The Role of Dentists in Whole Body Health Care
We already know that oral health can have an impact on whole-body health. Gum disease can lead to increased risks of many types, including pregnancy complications, coronary artery disease, heart attack, and stroke.
In addition, TMJ can affect many of the body’s systems, leading to symptoms such as headaches, ringing in the ears, neck pain, upper back pain, and more.
At Smile Columbia Dentistry, we embrace this philosophy as we have the only two Columbia dentists qualified as Fellows by the foremost neuromuscular dentistry institution in the world, the Las Vegas Institute for Advanced Dental Studies.
The Potential Future Role of Dentists
The ADA stresses that dentists can do even more to expand their impact by implementing chairside screening for a number of basic health conditions. Every year, about 27 million Americans see a dentist, but not a doctor. By getting health screenings for these Americans, dentists could recommend follow-up with a physician.
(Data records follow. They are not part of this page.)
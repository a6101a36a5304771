// SPDX-License-Identifier: AGPL-3.0-or-later
//
// Copyright (C) 2026 Relational Network

//! JWT claims and authenticated caller representation.

use serde::{Deserialize, Serialize};
use utoipa::ToSchema;

/// Claims read from the bearer token.
///
/// `sub` is the caller's Turnkey user id.
#[derive(Debug, Clone, Deserialize)]
pub struct TokenClaims {
    /// Subject (Turnkey user id)
    pub sub: String,

    /// Expiration timestamp
    #[serde(default)]
    pub exp: i64,

    /// Issuer
    #[serde(default)]
    pub iss: String,

    /// Session ID
    #[serde(default)]
    pub sid: Option<String>,
}

/// Authenticated caller extracted from a verified JWT.
#[derive(Debug, Clone, Serialize, Deserialize, ToSchema, PartialEq, Eq)]
pub struct AuthenticatedUser {
    /// Turnkey user id (`sub` claim)
    pub subject: String,

    /// Session ID (if available)
    #[serde(skip_serializing_if = "Option::is_none")]
    pub session_id: Option<String>,

    #[serde(skip)]
    pub issuer: String,

    /// Token expiration (Unix timestamp)
    #[serde(skip)]
    pub expires_at: i64,
}

impl AuthenticatedUser {
    pub fn from_claims(claims: TokenClaims) -> Self {
        Self {
            subject: claims.sub,
            session_id: claims.sid,
            issuer: claims.iss,
            expires_at: claims.exp,
        }
    }
}

#[cfg(test)]
mod tests {
    use super::*;

    #[test]
    fn from_claims_extracts_subject_and_session() {
        let claims: TokenClaims = serde_json::from_str(
            r#"{"sub":"tk_user_1","iat":1700000000,"exp":1700003600,"iss":"https://auth.example.com","sid":"sess_abc"}"#,
        )
        .unwrap();
        let user = AuthenticatedUser::from_claims(claims);
        assert_eq!(user.subject, "tk_user_1");
        assert_eq!(user.session_id.as_deref(), Some("sess_abc"));
        assert_eq!(user.issuer, "https://auth.example.com");
        assert_eq!(user.expires_at, 1700003600);
    }

    #[test]
    fn optional_claims_default() {
        let claims: TokenClaims = serde_json::from_str(r#"{"sub":"tk_user_1"}"#).unwrap();
        let user = AuthenticatedUser::from_claims(claims);
        assert!(user.session_id.is_none());
        assert_eq!(user.expires_at, 0);
    }
}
The ADA focused its study on just three conditions that are easy to screen for and are underdiagnosed:
- Elevated cholesterol 8.2% undiagnosed
- Hypertension 7.8% undiagnosed
- Diabetes 2.7% undiagnosed
Just for screening those conditions and recommending a referral to a physician for preventive treatment, dentists could lead to a reduction in healthcare costs of $42.4 million to $102.6 million.
These are annual savings based just on the preventive power of treatments for these conditions compared to more invasive and expensive treatments that may have to be started once symptoms manifest and cause people to see their doctor.
The ADA also believes this would be very much in line with the philosophy of dentistry, which emphasizes preventive treatments for most common dental problems.